É controvertida a existência de coisa julgada material parcial na hipótese de recurso parcial

1ª posição: há coisa julgada material parcial, tendo em vista a parcela da decisão não recorrida transita em julgado e,
sendo de mérito, produz imediatamente coisa julgada material. Nesse entendimento, o termo inicial da ação rescisória
não é a última decisão proferida no processo, mas o momento em que a parcela da decisão não foi objeto de recurso
(Humberto Theodoro Jr).

2ª posição (STJ): NÃO existe coisa julgada material parcial, havendo apenas um termo inicial para a ação rescisória: a
última decisão proferida no processo. por esse entendimento, mesmo havendo coisa julgada material parcial,
fenômeno inegavelmente possível diante do julgamento antecipado parcial do mérito previsto no art. 356, o termo
inicial da contagem do prazo de 2 anos para a ação rescisória será a última decisão proferida no processo (Cassio
Scarpinella, José Miguel Garcia Medina). Portanto, será cabível apenas uma ação rescisória por processo,
independentemente do trânsito em julgado parcial, com o que se evitaria o tumulto processual decorrente de
inúmeras coisas julgadas em um mesmo processo, com a consequente pluralidade de ações rescisórias REsp
736.650/MT, Min. Antônio Carlos Ferreira, Corte Especial, 20.08.2014, Info 547).

3ª posição (STF): há coisa julgada material parcial, sendo possível apontar para diferentes termos iniciais para a
propositura da ação rescisória, a depender do momento do trânsito em julgado do capítulo não impugnado da decisão
(RE 666.589/DF, Min. Marco Aurélio, 1ª Turma, 03.06.2014).

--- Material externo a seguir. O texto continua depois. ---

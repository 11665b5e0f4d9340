//! Hammertime: a watchdog that stops the hosted kube-controller-manager
//! when every node of a kluster has stopped heartbeating. Without it a
//! dead fabric would make the controller-manager evict all pods at once;
//! parking the controller-manager freezes the kluster instead.

use std::time::Duration;

use k8s_openapi::{
    api::{apps::v1::Deployment, autoscaling::v1::Scale, core::v1::Node},
    apimachinery::pkg::apis::meta::v1::ObjectMeta,
    chrono::{DateTime, Utc},
};
use kube::{
    Api, ResourceExt,
    api::{Patch, PatchParams},
};
use rand::Rng;
use snafu::{ResultExt, Snafu};
use tokio_util::sync::CancellationToken;
use tracing::{info, warn};

use crate::{
    client::{self, Client},
    kluster::{Kluster, KlusterPhase},
    metrics::HammertimeMetrics,
};

/// Default heartbeat staleness threshold.
pub const DEFAULT_TIMEOUT: Duration = Duration::from_secs(300);
/// Default base poll period; each sleep is jittered to spread API load.
pub const DEFAULT_PERIOD: Duration = Duration::from_secs(60);

/// Names for the hosted controller-manager deployment. The legacy name is
/// tried when the current one does not exist.
const CONTROLLER_MANAGER_SUFFIX: &str = "-controller-manager";
const LEGACY_CONTROLLER_MANAGER_SUFFIX: &str = "-cmanager";

/// Scale subresource support needs at least this server minor version.
const SCALE_SUBRESOURCE_MINOR: u32 = 9;

pub type Result<T, E = Error> = std::result::Result<T, E>;

#[derive(Debug, Snafu)]
pub enum Error {
    #[snafu(display("kubernetes operation failed"))]
    Client { source: client::Error },

    #[snafu(display("kubernetes API request failed"))]
    Kube { source: kube::Error },

    #[snafu(display("controller-manager deployment for kluster {kluster:?} not found"))]
    NoControllerManager { kluster: String },
}

/// What to do with the hosted controller-manager.
#[derive(Clone, Copy, Debug, PartialEq, Eq)]
pub enum Action {
    /// Controller-manager runs at one replica, gauge 0.
    Enable,
    /// Controller-manager parked at zero replicas, gauge 1.
    Disable,
}

/// Age of the freshest Ready-condition heartbeat per node.
pub fn heartbeats(nodes: &[Node], now: DateTime<Utc>) -> Vec<Duration> {
    nodes
        .iter()
        .filter_map(|node| {
            node.status
                .as_ref()?
                .conditions
                .as_ref()?
                .iter()
                .find(|c| c.type_ == "Ready")?
                .last_heartbeat_time
                .as_ref()
                .map(|t| (now - t.0).to_std().unwrap_or_default())
        })
        .collect()
}

/// The verdict for one kluster. Pure so the thresholds are testable.
///
/// A kluster too small to matter (fewer than two desired or registered
/// nodes) always keeps its controller-manager: with a single node there
/// is no quorum of heartbeats to distinguish a dead fabric from a dead
/// node.
pub fn decide(
    phase: KlusterPhase,
    opted_out: bool,
    desired_nodes: u32,
    registered_nodes: usize,
    heartbeat_ages: &[Duration],
    timeout: Duration,
) -> Action {
    if opted_out {
        return Action::Enable;
    }
    if phase == KlusterPhase::Terminating {
        return Action::Disable;
    }
    if desired_nodes < 2 || registered_nodes < 2 || heartbeat_ages.is_empty() {
        return Action::Enable;
    }
    if heartbeat_ages.iter().all(|age| *age > timeout) {
        return Action::Disable;
    }
    Action::Enable
}

pub struct Hammertime {
    pub client: Client,
    pub metrics: HammertimeMetrics,
    pub timeout: Duration,
    pub period: Duration,
}

impl Hammertime {
    /// Periodically sweeps every kluster. Runs until cancelled.
    pub async fn run(&self, cancel: CancellationToken) {
        loop {
            let jittered = self.period.mul_f64(rand::rng().random_range(1.0..1.5));
            tokio::select! {
                () = cancel.cancelled() => return,
                () = tokio::time::sleep(jittered) => {}
            }
            if let Err(err) = self.sweep().await {
                warn!(error = %snafu::Report::from_error(err), "hammertime sweep failed");
            }
        }
    }

    async fn sweep(&self) -> Result<()> {
        let klusters = self.client.list_klusters().await.context(ClientSnafu)?;
        for kluster in klusters {
            if kluster.disabled()
                || matches!(
                    kluster.phase(),
                    KlusterPhase::Pending | KlusterPhase::Creating
                )
            {
                continue;
            }
            if let Err(err) = self.check_kluster(&kluster).await {
                warn!(
                    kluster = %kluster.name_any(),
                    error = %snafu::Report::from_error(err),
                    "hammertime check failed"
                );
            }
        }
        Ok(())
    }

    async fn check_kluster(&self, kluster: &Kluster) -> Result<()> {
        let (registered, ages) = match self.client.tenant_client(kluster).await {
            Ok(tenant) => {
                let nodes: Api<Node> = Api::all(tenant);
                let nodes = nodes.list(&Default::default()).await.context(KubeSnafu)?;
                (nodes.items.len(), heartbeats(&nodes.items, Utc::now()))
            }
            // An unreachable satellite yields no heartbeats; the decision
            // falls back to leaving the controller-manager alone.
            Err(err) => {
                warn!(kluster = %kluster.name_any(), error = %err, "satellite API not reachable");
                (0, Vec::new())
            }
        };

        let action = decide(
            kluster.phase(),
            kluster.hammertime_disabled(),
            kluster.total_desired_size(),
            registered,
            &ages,
            self.timeout,
        );
        self.apply(kluster, action).await
    }

    async fn apply(&self, kluster: &Kluster, action: Action) -> Result<()> {
        let replicas = match action {
            Action::Enable => 1,
            Action::Disable => 0,
        };
        let namespace = kluster.namespace().unwrap_or_default();
        let deployments: Api<Deployment> =
            Api::namespaced(self.client.as_kube_client(), &namespace);
        let name = self.controller_manager_name(&deployments, kluster).await?;

        let current = deployments
            .get(&name)
            .await
            .context(KubeSnafu)?
            .spec
            .and_then(|s| s.replicas)
            .unwrap_or(0);
        if current != replicas {
            info!(
                kluster = %kluster.name_any(),
                deployment = %name,
                replicas,
                "hammertime scaling controller-manager"
            );
            self.scale(&deployments, &name, replicas).await?;
        }
        self.metrics
            .active
            .with_label_values(&[&kluster.name_any()])
            .set(i64::from(action == Action::Disable));
        Ok(())
    }

    async fn controller_manager_name(
        &self,
        deployments: &Api<Deployment>,
        kluster: &Kluster,
    ) -> Result<String> {
        let name = format!("{}{CONTROLLER_MANAGER_SUFFIX}", kluster.name_any());
        match deployments.get_opt(&name).await.context(KubeSnafu)? {
            Some(_) => Ok(name),
            None => {
                let legacy = format!("{}{LEGACY_CONTROLLER_MANAGER_SUFFIX}", kluster.name_any());
                match deployments.get_opt(&legacy).await.context(KubeSnafu)? {
                    Some(_) => Ok(legacy),
                    None => NoControllerManagerSnafu {
                        kluster: kluster.name_any(),
                    }
                    .fail(),
                }
            }
        }
    }

    /// Old API servers lack the scale subresource on deployments; fall
    /// back to patching `spec.replicas` directly.
    async fn scale(&self, deployments: &Api<Deployment>, name: &str, replicas: i32) -> Result<()> {
        let minor = self.client.server_minor_version().await.context(ClientSnafu)?;
        if minor >= SCALE_SUBRESOURCE_MINOR {
            let scale = Scale {
                metadata: ObjectMeta {
                    name: Some(name.to_owned()),
                    ..ObjectMeta::default()
                },
                spec: Some(k8s_openapi::api::autoscaling::v1::ScaleSpec {
                    replicas: Some(replicas),
                }),
                ..Scale::default()
            };
            deployments
                .patch_scale(name, &PatchParams::default(), &Patch::Merge(&scale))
                .await
                .context(KubeSnafu)?;
        } else {
            let patch = serde_json::json!({ "spec": { "replicas": replicas } });
            deployments
                .patch(name, &PatchParams::default(), &Patch::Merge(&patch))
                .await
                .context(KubeSnafu)?;
        }
        Ok(())
    }
}
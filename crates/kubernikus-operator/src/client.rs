//! Typed access to the authoritative Kluster store and to the satellite
//! clusters. Wraps an underlying [`kube::Client`] and provides the CAS and
//! finalizer helpers the controllers rely on.

use k8s_openapi::api::core::v1::Secret;
use kube::{
    Api, ResourceExt,
    api::{ListParams, Patch, PatchParams, PostParams},
    config::{KubeConfigOptions, Kubeconfig},
};
use serde_json::json;
use snafu::{OptionExt, ResultExt, Snafu};

use crate::kluster::Kluster;

pub type Result<T, E = Error> = std::result::Result<T, E>;

const FIELD_MANAGER: &str = "kubernikus";
const CONFLICT_RETRIES: usize = 5;

#[derive(Debug, Snafu)]
#[snafu(visibility(pub))]
pub enum Error {
    #[snafu(display("kubernetes API request failed"))]
    Kube { source: kube::Error },

    #[snafu(display("conflicting write to {namespace}/{name} persisted across retries"))]
    Conflict { namespace: String, name: String },

    #[snafu(display("kluster {namespace}/{name} has no secret {secret}"))]
    MissingSecret {
        namespace: String,
        name: String,
        secret: String,
    },

    #[snafu(display("secret {secret} has no key {key}"))]
    MissingSecretKey { secret: String, key: String },

    #[snafu(display("kubeconfig for the satellite cluster does not parse"))]
    MalformedKubeconfig { source: serde_yaml::Error },

    #[snafu(display("cannot build a client for the satellite cluster"))]
    TenantConfig { source: kube::config::KubeconfigError },

    #[snafu(display("cannot construct the satellite client"))]
    TenantClient { source: kube::Error },
}

/// True for the optimistic-concurrency conflict the authoritative store
/// raises on stale writes. Callers re-fetch and retry.
pub fn is_conflict(err: &kube::Error) -> bool {
    matches!(err, kube::Error::Api(response) if response.code == 409)
}

/// True for the "unexpected server error" / "server timeout" class used by
/// the deorbiter's APIUnavailable self-destruct check.
pub fn is_unexpected_server_error(err: &kube::Error) -> bool {
    matches!(err, kube::Error::Api(response) if response.code >= 500)
}

#[derive(Clone)]
pub struct Client {
    kube: kube::Client,
}

impl Client {
    pub fn new(kube: kube::Client) -> Self {
        Self { kube }
    }

    pub fn as_kube_client(&self) -> kube::Client {
        self.kube.clone()
    }

    pub fn klusters(&self, namespace: &str) -> Api<Kluster> {
        Api::namespaced(self.kube.clone(), namespace)
    }

    pub fn all_klusters(&self) -> Api<Kluster> {
        Api::all(self.kube.clone())
    }

    pub async fn get_kluster(&self, namespace: &str, name: &str) -> Result<Kluster> {
        self.klusters(namespace).get(name).await.context(KubeSnafu)
    }

    /// Every kluster across all namespaces. The sweep-style controllers
    /// work from this list rather than a watch.
    pub async fn list_klusters(&self) -> Result<Vec<Kluster>> {
        let list = self
            .all_klusters()
            .list(&ListParams::default())
            .await
            .context(KubeSnafu)?;
        Ok(list.items)
    }

    /// CAS replace of the whole kluster. Fails with a 409-backed error
    /// when the object changed since it was read.
    pub async fn update_kluster(&self, kluster: &Kluster) -> Result<Kluster> {
        let api = self.klusters(&namespace_of(kluster));
        api.replace(&kluster.name_any(), &PostParams::default(), kluster)
            .await
            .context(KubeSnafu)
    }

    /// CAS status write: fails with a 409-backed error when the kluster
    /// changed since it was read. The caller's retry path re-fetches.
    pub async fn update_kluster_status(&self, kluster: &Kluster) -> Result<Kluster> {
        let api = self.klusters(&namespace_of(kluster));
        let data = serde_json::to_vec(kluster).map_err(kube::Error::SerdeError).context(KubeSnafu)?;
        api.replace_status(&kluster.name_any(), &PostParams::default(), data)
            .await
            .context(KubeSnafu)
    }

    /// Idempotent finalizer add with read-modify-write retry on conflict.
    pub async fn add_finalizer(&self, kluster: &Kluster, finalizer: &str) -> Result<Kluster> {
        self.mutate_finalizers(kluster, |finalizers| {
            if finalizers.iter().any(|f| f == finalizer) {
                false
            } else {
                finalizers.push(finalizer.to_owned());
                true
            }
        })
        .await
    }

    pub async fn remove_finalizer(&self, kluster: &Kluster, finalizer: &str) -> Result<Kluster> {
        self.mutate_finalizers(kluster, |finalizers| {
            let before = finalizers.len();
            finalizers.retain(|f| f != finalizer);
            finalizers.len() != before
        })
        .await
    }

    async fn mutate_finalizers(
        &self,
        kluster: &Kluster,
        mutate: impl Fn(&mut Vec<String>) -> bool,
    ) -> Result<Kluster> {
        let namespace = namespace_of(kluster);
        let api = self.klusters(&namespace);
        let name = kluster.name_any();
        let mut current = kluster.clone();
        for _ in 0..CONFLICT_RETRIES {
            let mut finalizers = current.finalizers().to_vec();
            if !mutate(&mut finalizers) {
                return Ok(current);
            }
            let patch = json!({ "metadata": {
                "finalizers": finalizers,
                "resourceVersion": current.resource_version(),
            }});
            match api
                .patch(&name, &PatchParams::apply(FIELD_MANAGER), &Patch::Merge(&patch))
                .await
            {
                Ok(updated) => return Ok(updated),
                Err(err) if is_conflict(&err) => {
                    current = api.get(&name).await.context(KubeSnafu)?;
                }
                Err(err) => return Err(Error::Kube { source: err }),
            }
        }
        ConflictSnafu { namespace, name }.fail()
    }

    /// Parsed minor version of the management API server. Suffixes like
    /// `"32+"` on managed offerings are tolerated.
    pub async fn server_minor_version(&self) -> Result<u32> {
        let info = self.kube.apiserver_version().await.context(KubeSnafu)?;
        Ok(info
            .minor
            .trim_end_matches(|c: char| !c.is_ascii_digit())
            .parse()
            .unwrap_or(0))
    }

    /// The per-kluster bootstrap secret holding node bootstrap material and
    /// the satellite kubeconfig.
    pub async fn kluster_secret(&self, kluster: &Kluster) -> Result<Secret> {
        let namespace = namespace_of(kluster);
        let name = format!("{}-secret", kluster.name_any());
        let api: Api<Secret> = Api::namespaced(self.kube.clone(), &namespace);
        match api.get(&name).await {
            Ok(secret) => Ok(secret),
            Err(kube::Error::Api(response)) if response.code == 404 => MissingSecretSnafu {
                namespace,
                name: kluster.name_any(),
                secret: name,
            }
            .fail(),
            Err(source) => Err(Error::Kube { source }),
        }
    }

    /// Builds a client for the kluster's own API server from the kubeconfig
    /// stored in its secret.
    pub async fn tenant_client(&self, kluster: &Kluster) -> Result<kube::Client> {
        let secret = self.kluster_secret(kluster).await?;
        let kubeconfig = secret_key(&secret, "kubeconfig")?;
        let kubeconfig: Kubeconfig =
            serde_yaml::from_slice(&kubeconfig).context(MalformedKubeconfigSnafu)?;
        let config =
            kube::Config::from_custom_kubeconfig(kubeconfig, &KubeConfigOptions::default())
                .await
                .context(TenantConfigSnafu)?;
        kube::Client::try_from(config).context(TenantClientSnafu)
    }
}

pub fn secret_key(secret: &Secret, key: &str) -> Result<Vec<u8>> {
    secret
        .data
        .as_ref()
        .and_then(|data| data.get(key))
        .map(|v| v.0.clone())
        .context(MissingSecretKeySnafu {
            secret: secret.name_any(),
            key,
        })
}

fn namespace_of(kluster: &Kluster) -> String {
    kluster.namespace().unwrap_or_else(|| "default".to_owned())
}

/// `namespace/name` queue key for a kluster.
pub fn key_of(kluster: &Kluster) -> String {
    format!("{}/{}", namespace_of(kluster), kluster.name_any())
}

/// Splits a queue key back into namespace and name.
pub fn split_key(key: &str) -> Option<(&str, &str)> {
    key.split_once('/')
}

#[cfg(test)]
mod tests {
    use super::*;

    #[test]
    fn conflict_classification() {
        let conflict = kube::Error::Api(kube::error::ErrorResponse {
            status: "Failure".into(),
            message: "conflict".into(),
            reason: "Conflict".into(),
            code: 409,
        });
        assert!(is_conflict(&conflict));
        assert!(!is_unexpected_server_error(&conflict));

        let timeout = kube::Error::Api(kube::error::ErrorResponse {
            status: "Failure".into(),
            message: "timeout".into(),
            reason: "ServerTimeout".into(),
            code: 504,
        });
        assert!(is_unexpected_server_error(&timeout));
    }

    #[test]
    fn keys_round_trip() {
        assert_eq!(split_key("qa/d-qa-1"), Some(("qa", "d-qa-1")));
        assert_eq!(split_key("broken"), None);
    }
}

4ª posição: o art. 975 não prevê um termo inicial da ação rescisória, mas sim seu termo final. Logo, constando o
trânsito em julgado de capítulo da decisão de mérito, a parte poderá imediatamente ingressar com ação rescisória,
tendo como termo final do exercício desse direito o prazo de 2 anos da última decisão proferida no processo (Daniel
Assumpção).

No prazo de 2 anos, a parte NÃO perde o direito à ação rescisória, mas o próprio direito material de desconstituir a
decisão, de forma que o prazo de 2 anos tem natureza decadencial. Não poderia ser outra solução, considerando-se
que ação rescisória tem natureza constitutiva e versa sobre direito potestativo (Barbosa Moreira). Sendo de
decadência, o prazo não se interrompe nem se suspende. Vencido em data na qual não há expediente forense,
recesso, férias ou feriados, caberá à parte interessada ingressar com a ação rescisória no primeiro dia útil subsequente
(art. 975, §1º). De acordo com o STJ, o prazo decadencial de 2 anos só se considerará interrompido quando a relação
processual estiver completa, de forma que a formação de litisconsórcio necessário ulterior só será admitida antes do
vencimento do prazo (REsp 863.890/SC, Min. Nancy Andrighi, 3ª Turma, 17.02.2011, Info 463). Caso o prazo de 2 anos
transcorra sem tal formação, caberá a extinção da ação por decadência (art. 487, II). O prazo de 2 anos não flui em
desfavor de incapazes (art. 208). Nesse caso, o termo inicial do prazo de 2 anos é a perda da condição de incapaz.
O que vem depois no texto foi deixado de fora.